== Segment start ==
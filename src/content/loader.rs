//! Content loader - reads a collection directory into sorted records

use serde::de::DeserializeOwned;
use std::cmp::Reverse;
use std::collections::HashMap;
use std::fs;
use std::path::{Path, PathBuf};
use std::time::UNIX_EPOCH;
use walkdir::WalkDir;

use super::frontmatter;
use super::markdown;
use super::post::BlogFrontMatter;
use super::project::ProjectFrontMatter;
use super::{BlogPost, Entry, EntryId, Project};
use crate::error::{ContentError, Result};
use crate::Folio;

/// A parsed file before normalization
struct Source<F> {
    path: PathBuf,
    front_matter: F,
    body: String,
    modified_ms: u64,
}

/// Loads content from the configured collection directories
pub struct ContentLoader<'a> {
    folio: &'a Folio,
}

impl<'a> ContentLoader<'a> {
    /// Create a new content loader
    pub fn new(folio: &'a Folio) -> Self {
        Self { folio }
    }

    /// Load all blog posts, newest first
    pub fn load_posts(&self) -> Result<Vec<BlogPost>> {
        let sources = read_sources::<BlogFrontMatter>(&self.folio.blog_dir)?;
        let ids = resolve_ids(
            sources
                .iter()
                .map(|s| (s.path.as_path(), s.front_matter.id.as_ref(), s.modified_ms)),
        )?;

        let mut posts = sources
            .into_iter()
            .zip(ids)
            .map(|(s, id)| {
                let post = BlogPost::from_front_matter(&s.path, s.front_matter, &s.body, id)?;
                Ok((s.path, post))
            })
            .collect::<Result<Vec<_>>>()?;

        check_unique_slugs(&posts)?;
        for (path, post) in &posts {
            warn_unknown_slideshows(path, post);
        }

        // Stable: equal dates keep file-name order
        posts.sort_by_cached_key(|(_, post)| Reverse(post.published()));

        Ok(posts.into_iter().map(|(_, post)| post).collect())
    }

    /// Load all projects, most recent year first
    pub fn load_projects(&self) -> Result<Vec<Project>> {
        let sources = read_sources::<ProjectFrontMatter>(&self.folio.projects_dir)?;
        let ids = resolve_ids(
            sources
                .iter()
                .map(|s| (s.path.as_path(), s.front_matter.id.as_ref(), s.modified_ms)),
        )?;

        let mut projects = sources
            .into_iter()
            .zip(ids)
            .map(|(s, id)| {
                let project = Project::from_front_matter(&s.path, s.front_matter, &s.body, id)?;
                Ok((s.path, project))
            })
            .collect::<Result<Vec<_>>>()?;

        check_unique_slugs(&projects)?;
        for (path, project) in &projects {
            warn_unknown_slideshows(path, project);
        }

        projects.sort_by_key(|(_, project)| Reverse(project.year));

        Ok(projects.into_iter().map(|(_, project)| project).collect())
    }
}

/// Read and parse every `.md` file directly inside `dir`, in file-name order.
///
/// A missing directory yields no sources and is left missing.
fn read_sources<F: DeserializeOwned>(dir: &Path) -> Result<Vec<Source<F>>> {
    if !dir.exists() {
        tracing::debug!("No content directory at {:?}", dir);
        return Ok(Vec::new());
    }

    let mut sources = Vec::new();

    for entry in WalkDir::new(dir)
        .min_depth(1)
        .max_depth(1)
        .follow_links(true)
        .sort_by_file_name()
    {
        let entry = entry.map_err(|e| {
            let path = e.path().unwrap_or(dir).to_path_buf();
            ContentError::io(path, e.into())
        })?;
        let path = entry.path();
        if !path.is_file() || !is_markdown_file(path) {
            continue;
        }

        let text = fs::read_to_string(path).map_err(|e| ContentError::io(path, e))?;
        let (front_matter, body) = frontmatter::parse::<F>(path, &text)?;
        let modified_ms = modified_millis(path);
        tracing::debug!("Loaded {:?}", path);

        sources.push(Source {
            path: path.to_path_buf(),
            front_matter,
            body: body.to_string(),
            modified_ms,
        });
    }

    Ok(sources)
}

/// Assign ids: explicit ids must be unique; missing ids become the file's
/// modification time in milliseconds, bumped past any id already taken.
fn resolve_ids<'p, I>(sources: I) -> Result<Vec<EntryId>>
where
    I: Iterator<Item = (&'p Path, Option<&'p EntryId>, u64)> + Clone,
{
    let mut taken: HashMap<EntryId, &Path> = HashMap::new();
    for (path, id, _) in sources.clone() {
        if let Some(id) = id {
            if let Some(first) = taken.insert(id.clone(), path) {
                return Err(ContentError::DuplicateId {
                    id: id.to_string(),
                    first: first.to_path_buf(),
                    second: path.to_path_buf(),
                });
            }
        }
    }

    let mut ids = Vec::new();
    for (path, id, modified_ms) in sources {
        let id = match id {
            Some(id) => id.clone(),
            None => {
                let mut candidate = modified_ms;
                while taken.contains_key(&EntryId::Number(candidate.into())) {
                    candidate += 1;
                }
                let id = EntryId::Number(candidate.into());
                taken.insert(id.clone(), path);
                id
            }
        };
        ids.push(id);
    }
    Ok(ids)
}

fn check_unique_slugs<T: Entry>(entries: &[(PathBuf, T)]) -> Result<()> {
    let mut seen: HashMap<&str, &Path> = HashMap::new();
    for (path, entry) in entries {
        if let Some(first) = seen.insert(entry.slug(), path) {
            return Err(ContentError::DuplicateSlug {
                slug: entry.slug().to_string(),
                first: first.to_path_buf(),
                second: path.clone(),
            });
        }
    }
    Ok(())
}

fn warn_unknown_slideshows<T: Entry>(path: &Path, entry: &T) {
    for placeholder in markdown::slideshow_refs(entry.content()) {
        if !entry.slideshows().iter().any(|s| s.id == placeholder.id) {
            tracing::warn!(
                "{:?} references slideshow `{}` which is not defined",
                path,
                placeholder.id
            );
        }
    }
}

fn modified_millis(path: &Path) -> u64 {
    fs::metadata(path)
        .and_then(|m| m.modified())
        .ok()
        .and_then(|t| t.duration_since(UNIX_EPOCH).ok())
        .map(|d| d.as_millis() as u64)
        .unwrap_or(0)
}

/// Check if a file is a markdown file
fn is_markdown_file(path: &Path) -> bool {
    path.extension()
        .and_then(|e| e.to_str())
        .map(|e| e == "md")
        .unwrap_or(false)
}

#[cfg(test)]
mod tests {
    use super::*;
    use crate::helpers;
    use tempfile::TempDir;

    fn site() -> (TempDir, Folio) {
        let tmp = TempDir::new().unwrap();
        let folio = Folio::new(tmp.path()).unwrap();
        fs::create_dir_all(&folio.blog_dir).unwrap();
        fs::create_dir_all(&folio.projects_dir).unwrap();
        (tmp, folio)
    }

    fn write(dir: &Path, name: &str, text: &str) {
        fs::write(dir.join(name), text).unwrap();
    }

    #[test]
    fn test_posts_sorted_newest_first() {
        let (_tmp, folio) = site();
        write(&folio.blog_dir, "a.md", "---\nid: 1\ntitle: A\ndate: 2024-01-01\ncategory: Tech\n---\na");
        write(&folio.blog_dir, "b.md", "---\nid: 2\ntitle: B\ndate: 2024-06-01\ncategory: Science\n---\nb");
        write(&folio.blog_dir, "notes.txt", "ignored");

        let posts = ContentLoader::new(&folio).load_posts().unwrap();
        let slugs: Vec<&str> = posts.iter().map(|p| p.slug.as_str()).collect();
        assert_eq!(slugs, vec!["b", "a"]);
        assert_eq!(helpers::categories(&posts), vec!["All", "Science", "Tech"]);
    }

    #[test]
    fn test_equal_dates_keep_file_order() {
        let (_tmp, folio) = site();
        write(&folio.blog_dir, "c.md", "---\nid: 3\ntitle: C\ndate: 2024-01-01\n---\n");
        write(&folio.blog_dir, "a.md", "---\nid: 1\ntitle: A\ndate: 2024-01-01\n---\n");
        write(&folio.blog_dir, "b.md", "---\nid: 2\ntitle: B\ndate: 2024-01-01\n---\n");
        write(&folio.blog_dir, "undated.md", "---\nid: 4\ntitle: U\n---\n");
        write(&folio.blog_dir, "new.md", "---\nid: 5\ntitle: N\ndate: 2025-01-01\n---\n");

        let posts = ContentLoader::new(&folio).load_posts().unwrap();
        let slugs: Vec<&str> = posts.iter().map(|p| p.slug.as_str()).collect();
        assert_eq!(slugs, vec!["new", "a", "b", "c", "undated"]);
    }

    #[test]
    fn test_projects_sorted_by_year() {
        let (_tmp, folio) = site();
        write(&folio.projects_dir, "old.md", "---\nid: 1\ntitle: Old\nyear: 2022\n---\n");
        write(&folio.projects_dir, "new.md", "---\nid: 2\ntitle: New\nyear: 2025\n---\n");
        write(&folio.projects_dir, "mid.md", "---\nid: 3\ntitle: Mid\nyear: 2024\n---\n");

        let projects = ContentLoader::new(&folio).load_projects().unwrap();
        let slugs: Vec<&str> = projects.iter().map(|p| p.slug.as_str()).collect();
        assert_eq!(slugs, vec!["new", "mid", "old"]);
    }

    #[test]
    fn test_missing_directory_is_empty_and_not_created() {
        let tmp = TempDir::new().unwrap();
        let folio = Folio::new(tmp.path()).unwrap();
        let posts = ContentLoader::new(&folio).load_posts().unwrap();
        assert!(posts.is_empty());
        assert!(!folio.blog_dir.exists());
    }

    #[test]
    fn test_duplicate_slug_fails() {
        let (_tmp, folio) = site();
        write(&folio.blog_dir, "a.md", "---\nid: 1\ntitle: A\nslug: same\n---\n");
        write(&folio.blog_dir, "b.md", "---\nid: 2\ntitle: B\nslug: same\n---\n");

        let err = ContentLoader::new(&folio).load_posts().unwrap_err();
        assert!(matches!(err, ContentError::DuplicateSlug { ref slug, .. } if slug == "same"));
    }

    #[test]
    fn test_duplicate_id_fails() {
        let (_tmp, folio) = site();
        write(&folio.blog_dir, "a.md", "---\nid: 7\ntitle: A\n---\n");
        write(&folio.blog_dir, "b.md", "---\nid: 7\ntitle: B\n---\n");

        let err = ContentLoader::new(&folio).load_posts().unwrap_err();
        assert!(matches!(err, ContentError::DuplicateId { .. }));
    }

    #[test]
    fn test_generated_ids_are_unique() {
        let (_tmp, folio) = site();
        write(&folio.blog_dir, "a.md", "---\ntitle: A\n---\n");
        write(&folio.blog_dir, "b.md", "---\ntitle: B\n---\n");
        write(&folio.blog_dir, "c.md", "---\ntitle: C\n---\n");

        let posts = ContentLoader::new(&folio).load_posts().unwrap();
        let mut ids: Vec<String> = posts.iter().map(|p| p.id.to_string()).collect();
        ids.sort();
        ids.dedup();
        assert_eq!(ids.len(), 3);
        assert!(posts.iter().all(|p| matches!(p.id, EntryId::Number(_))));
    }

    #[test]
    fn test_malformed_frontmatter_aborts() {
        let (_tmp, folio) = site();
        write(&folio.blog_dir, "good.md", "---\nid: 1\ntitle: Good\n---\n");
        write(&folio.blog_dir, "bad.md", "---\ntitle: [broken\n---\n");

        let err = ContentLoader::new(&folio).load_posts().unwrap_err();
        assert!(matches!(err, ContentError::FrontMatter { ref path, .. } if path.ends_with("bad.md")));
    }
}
== Segment end ==
== Segment start ==
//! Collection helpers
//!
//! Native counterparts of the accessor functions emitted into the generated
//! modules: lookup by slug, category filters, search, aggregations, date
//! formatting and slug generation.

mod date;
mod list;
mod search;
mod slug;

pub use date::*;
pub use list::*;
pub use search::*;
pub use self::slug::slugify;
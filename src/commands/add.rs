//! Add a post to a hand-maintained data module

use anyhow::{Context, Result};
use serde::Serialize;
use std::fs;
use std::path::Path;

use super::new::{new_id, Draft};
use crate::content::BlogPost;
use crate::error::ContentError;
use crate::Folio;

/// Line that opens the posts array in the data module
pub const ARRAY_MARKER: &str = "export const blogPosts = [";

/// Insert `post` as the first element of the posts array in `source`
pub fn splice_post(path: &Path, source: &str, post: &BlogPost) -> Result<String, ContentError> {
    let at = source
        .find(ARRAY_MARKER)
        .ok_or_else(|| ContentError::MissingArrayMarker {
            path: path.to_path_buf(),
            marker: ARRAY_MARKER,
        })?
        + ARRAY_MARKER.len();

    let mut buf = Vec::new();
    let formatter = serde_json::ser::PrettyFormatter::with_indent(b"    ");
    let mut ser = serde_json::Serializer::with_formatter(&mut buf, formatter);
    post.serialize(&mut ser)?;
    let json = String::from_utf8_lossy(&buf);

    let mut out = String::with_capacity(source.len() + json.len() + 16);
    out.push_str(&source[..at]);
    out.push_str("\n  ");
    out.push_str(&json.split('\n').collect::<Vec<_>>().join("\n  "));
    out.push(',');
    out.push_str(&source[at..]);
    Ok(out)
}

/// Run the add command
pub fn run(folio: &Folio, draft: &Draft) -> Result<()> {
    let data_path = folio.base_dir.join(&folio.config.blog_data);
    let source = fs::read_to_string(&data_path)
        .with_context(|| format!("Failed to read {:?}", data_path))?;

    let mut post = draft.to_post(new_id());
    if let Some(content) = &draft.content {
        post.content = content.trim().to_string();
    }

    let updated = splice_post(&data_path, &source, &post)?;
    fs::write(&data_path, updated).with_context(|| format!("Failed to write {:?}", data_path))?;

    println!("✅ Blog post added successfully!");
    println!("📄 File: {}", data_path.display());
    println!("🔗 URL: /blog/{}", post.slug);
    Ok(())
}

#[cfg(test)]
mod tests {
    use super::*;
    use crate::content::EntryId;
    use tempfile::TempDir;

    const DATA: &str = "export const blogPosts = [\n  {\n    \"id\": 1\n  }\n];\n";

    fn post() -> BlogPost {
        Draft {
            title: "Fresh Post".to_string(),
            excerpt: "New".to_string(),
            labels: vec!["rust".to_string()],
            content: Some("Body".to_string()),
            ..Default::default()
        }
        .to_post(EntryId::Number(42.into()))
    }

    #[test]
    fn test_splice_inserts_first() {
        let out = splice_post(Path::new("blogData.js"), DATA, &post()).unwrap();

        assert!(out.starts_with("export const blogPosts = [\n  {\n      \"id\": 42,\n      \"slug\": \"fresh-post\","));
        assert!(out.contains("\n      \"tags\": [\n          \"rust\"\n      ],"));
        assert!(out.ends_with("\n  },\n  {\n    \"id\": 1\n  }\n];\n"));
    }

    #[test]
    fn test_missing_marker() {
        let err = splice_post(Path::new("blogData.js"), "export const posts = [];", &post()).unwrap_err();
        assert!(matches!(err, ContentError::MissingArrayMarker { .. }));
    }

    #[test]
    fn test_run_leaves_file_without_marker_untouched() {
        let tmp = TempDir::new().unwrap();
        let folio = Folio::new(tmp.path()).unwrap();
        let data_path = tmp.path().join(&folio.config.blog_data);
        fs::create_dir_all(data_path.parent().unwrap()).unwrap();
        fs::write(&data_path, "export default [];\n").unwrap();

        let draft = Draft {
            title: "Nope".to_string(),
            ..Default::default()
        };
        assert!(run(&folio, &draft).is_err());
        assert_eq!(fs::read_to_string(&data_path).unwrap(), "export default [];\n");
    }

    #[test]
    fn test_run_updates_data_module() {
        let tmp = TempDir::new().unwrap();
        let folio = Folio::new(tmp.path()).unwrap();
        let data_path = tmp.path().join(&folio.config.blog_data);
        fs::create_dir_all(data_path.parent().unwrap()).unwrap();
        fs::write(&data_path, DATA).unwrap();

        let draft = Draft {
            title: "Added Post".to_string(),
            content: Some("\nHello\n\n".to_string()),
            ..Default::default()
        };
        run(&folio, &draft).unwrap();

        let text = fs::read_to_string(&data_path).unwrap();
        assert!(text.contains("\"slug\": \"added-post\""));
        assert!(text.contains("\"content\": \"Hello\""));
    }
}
== Segment end ==
== Segment start ==
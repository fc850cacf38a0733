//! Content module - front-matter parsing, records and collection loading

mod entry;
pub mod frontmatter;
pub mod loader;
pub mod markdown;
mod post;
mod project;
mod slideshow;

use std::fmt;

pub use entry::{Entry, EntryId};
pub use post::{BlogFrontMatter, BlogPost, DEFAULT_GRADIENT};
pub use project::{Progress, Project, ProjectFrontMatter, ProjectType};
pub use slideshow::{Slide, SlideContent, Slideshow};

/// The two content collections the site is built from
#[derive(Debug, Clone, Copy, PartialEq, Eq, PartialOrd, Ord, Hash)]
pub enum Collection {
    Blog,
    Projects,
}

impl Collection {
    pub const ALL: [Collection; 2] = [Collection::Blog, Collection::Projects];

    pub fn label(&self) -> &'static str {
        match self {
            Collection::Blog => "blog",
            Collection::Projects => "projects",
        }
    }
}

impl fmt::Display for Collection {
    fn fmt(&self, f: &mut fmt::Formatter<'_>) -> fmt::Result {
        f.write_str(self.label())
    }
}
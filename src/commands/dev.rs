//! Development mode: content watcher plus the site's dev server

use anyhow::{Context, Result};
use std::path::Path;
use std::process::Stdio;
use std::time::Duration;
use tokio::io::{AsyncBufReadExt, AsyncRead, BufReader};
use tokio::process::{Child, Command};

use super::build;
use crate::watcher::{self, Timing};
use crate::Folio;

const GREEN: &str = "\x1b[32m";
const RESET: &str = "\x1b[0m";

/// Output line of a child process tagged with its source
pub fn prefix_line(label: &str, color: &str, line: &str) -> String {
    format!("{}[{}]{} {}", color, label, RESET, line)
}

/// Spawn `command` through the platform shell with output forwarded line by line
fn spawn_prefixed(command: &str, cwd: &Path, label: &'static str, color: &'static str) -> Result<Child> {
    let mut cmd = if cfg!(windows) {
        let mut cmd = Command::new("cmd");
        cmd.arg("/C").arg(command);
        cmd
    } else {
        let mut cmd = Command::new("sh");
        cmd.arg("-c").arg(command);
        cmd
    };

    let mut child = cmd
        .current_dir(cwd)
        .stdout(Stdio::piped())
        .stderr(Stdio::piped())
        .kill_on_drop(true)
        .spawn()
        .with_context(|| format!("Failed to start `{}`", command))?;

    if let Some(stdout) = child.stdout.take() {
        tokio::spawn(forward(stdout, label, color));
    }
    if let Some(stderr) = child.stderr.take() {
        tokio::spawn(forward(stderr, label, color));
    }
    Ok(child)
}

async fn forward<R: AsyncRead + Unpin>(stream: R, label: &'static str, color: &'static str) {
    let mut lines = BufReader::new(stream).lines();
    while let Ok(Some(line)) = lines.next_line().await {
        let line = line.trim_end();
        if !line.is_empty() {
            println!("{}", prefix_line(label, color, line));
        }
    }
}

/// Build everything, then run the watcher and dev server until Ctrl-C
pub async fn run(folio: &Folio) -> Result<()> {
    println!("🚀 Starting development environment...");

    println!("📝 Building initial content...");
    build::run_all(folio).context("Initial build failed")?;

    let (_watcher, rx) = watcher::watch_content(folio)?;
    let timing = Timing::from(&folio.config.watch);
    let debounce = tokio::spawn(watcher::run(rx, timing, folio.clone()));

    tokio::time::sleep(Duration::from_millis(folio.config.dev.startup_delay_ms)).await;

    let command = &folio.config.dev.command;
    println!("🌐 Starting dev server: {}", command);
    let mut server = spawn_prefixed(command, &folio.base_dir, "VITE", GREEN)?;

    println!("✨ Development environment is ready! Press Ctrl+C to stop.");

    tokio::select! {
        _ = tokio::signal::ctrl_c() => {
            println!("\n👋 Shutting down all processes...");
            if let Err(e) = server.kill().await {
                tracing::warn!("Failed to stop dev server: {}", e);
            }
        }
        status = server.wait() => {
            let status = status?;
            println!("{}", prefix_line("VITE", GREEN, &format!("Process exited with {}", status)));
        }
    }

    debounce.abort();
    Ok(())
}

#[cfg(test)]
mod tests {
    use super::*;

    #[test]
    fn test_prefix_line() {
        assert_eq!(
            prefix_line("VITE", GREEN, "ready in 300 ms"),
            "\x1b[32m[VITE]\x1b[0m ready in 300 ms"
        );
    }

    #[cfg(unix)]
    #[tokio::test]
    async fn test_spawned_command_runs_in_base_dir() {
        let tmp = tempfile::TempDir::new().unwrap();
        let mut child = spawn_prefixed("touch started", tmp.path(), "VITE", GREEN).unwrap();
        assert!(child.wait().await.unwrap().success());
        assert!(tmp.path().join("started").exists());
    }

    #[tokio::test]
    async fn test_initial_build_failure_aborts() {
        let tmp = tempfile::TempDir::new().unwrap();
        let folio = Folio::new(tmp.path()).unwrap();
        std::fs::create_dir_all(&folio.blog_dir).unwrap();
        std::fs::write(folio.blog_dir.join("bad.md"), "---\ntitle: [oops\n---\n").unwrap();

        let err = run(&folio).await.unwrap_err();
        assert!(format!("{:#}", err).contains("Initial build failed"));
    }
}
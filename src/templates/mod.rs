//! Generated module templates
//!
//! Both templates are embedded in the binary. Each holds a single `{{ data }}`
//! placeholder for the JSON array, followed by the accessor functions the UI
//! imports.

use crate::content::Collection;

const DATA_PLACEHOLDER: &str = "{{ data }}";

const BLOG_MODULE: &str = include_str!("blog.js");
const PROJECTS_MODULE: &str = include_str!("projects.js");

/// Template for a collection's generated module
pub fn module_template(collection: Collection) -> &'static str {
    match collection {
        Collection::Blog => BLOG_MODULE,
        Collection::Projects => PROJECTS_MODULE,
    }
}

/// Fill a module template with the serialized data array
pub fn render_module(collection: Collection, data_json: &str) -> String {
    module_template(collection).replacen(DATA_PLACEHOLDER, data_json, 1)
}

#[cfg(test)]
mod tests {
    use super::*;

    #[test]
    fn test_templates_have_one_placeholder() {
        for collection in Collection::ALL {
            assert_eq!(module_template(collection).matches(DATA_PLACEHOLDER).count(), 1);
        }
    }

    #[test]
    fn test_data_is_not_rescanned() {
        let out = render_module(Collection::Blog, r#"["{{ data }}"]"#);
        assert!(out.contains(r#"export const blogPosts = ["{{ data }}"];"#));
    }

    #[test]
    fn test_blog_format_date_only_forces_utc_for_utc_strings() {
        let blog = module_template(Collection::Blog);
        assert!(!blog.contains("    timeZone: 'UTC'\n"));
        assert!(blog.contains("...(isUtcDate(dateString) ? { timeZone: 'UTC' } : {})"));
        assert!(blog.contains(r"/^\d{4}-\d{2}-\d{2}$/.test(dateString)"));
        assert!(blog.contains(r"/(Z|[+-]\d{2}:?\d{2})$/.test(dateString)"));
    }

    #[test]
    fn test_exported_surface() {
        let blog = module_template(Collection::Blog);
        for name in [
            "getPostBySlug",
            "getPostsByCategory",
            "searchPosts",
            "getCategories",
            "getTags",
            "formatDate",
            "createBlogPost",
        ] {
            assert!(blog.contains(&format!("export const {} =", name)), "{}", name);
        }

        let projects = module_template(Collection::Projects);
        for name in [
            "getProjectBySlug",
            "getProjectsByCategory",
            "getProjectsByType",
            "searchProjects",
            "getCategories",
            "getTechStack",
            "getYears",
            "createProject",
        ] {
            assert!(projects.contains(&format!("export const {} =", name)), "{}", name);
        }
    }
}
== Segment end ==
WORK REQUEST — Look through the entries above. Copy out every line holding the word "super".

WRITTEN RESPONSE —
use super::frontmatter;
use super::markdown;
use super::post::BlogFrontMatter;
use super::project::ProjectFrontMatter;
use super::{BlogPost, Entry, EntryId, Project};
    use super::*;
use super::new::{new_id, Draft};
    use super::*;
use super::build;
    use super::*;
    use super::*;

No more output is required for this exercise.